Dans un essai devenu souvenir, Alain Fleig* démonte la mécanique en vogue du désir, son archipel d’îles fortifiées. Le risque, c’est l’émergence de l’unique, la parcelle et son drapeau. Lancé par les situationnistes, conceptualisé par Gilles Deleuze et Félix Guattari le mot serait contraire à son désir. Car il ne dit pas la volonté des volontés**, celle qui revendique l’énergie plurielle. Il se rabat au contraire sur le je qui demande une reconnaissance : chacun pour soi.
L’émergence du désir, au milieu des années 1970, est une tendance. La tendance du moment, c’est l’intégration des déviances au Système. Chaque groupe de combat (écolos, homos, féministes…) réclame la signature de la société, son aval, sa prise en charge morale. Revendiquer sa différence à ce niveau, c’est à la fois vouloir être ce qu’on est (ce que la société a fait de vous) et aussi vouloir le demeurer. C’est refuser la communauté humaine multiple et disparate au profit d’une communauté restreinte, écrit avec beaucoup de clairvoyance Alain Fleig, fondateur de la revue Le Fléau Social et, à ce titre, boutefeu dans le domaine des luttes spécifiques. Tout juste il met en garde contre un corporatisme issu de la pensée désirante.Très vite on voit apparaître au sein des groupes une sorte de normatif. Il y a la vision féministe du monde, la vision écologiste, la vision homosexuelle, la vision freudienne etc. Autant de poujadismes. Cette critique de la valorisation du rôle considérée comme un retour plus qu’une libération*** fait tache. Elle dit cependant ce qui va advenir : la promotion du ghetto, la répartition des singularités en quartiers, la fonte des icebergs dans l’océan de la marchandise. Il va de soi que la contestation qui emblématise 68 et son après a été recyclée en produit de consommation par les phagocytes de l’Empire. Il ne fallait pas manifester avec des drapeaux. Il ne fallait pas se fondre dans le cirque en revêtant des costumes. Il s’agissait de rompre ou de s’unir à la pauvreté.

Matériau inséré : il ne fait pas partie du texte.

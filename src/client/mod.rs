use async_trait::async_trait;

use crate::config::Configuration;
use crate::envelope::Envelope;

mod echo;
#[cfg(feature = "http")]
mod http;

pub use echo::EchoClient;
#[cfg(feature = "http")]
pub use http::HttpClient;

/// Error type returned when an envelope could not be delivered.
#[derive(thiserror::Error, Debug)]
pub enum TransportError {
    #[cfg(feature = "http")]
    #[error("request to logging hub failed: {0}")]
    Request(#[from] reqwest::Error),

    #[error("logging hub responded with status {status}: {body}")]
    Status { status: u16, body: String },

    #[error("failed to encode envelope: {0}")]
    Serialize(#[from] serde_json::Error),

    #[error("failed to write envelope: {0}")]
    Io(#[from] std::io::Error),
}

/// Destination for [`Envelope`]s built by the message factory.
///
/// Implementations transport one envelope per call to the endpoint named
/// by the [`Configuration`] (HTTP, console, a test double, etc).
#[async_trait]
pub trait Client: Send + Sync {
    /// Send a single envelope.
    ///
    /// **Parameters**
    /// - `configuration`: endpoint URL and credentials.
    /// - `envelope`: fully-populated [`Envelope`] for one log call.
    ///
    /// **Returns**
    /// - `Ok(())` if the envelope was accepted.
    /// - `Err(..)` if delivery failed. Callers get the error as-is; there
    ///   is no retry or buffering at this layer.
    async fn send_message(
        &self,
        configuration: &Configuration,
        envelope: &Envelope,
    ) -> Result<(), TransportError>;
}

La fin de la contestation coïncide avec le triomphe de la publicité – celle-ci n’étant qu’un moyen d’influence arrangé par les conquérants du libéralisme avancé – qui est l’estomac des transformations efficaces. La publicité ne fait pas que promouvoir des produits de nettoyage. C’est une machine à laver les manies : foyers du bacchanalat et de l’aventureuse sédition. Sa capacité à changer une barricade incendiaire en paillettes de cérémonie est saisissante comme de rendre impeccable un torchon noué dans différentes matières fécales.

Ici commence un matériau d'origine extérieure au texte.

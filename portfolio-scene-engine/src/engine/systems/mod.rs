//! Runtime systems connecting the scene state to Bevy.
//!
//! Input is gathered into scene events, the scene is advanced once per
//! frame, and the resulting poses and notifications are pushed out to
//! entities, UI and the host page.

/// FPS tracking and notification systems for performance monitoring.
///
/// Sends frame rate updates to the host page via RPC and updates the native overlay.
pub mod fps_tracking;

/// Native heads-up display: item counter, control hints and focus panel.
#[cfg(not(target_arch = "wasm32"))]
pub mod hud;

/// Translation of Bevy mouse, keyboard and window events into scene input.
pub mod input_bridge;

/// Screen-space item labels pinned above their objects.
pub mod labels;

/// Entity spawning on rebuild and per-frame pose, material and particle updates.
pub mod scene_sync;

/// Scene resource, frame tick and outbound event forwarding.
pub mod scene_tick;

/// Scene shutdown on request.
pub mod teardown;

Jean-Marie Touratier**** (déjà nommé) explique la domestication du désir par le stéréotype (mise à l’arrêt de tout ce qui erre, une sorte d’amidon sur tout ce qui excède, mais avec, en plus, cette ruse ultime de feindre la souplesse) et son entrée dans le vocabulaire de la consommation. Par exemple, il ne dit pas qu’on achète une moquette mais qu’on la désire. La récupération du désir était inscrite, comme l’a vigoureusement exposé Alain Fleig, dans le démarchage des minorités. Celles-ci ont agi pour être fondues dans le troupeau au lieu de demeurer agissantes et dangereuses.
Tout est repris dans la marmite des équivalences. L’équation magique revient à valoriser les rejets, les dégoûts, les oppositions. Le Capital possède cette technique de mise en rang et au pas. Il suffit pour cela qu’on lui fournisse les armes. Et ces armes sont vignettes, drapeaux, signes distinctifs. Pour ne pas passer à l’estomac des transformations efficaces, il importe de demeurer sans identité fixe, nomade, fugitif. Pas rétif à la norme, anomique au sein du hors-norme. Guy Darol
** Ce mot est à prendre avec la fermeté de Nietzsche : « Le problème de la vie : en tant que volonté de puissance (…) Critère de la force : pouvoir vivre selon des appréciations de valeur inversées et les revouloir éternellement », Fragments posthumes, automne 1887 – mars 1888
*** Les séparés qui demandent l’asile exigent de la société que celle-ci les enferme. Ils veulent leur admission au sein du château. Ils désirent l’harmonie avec les esclaves.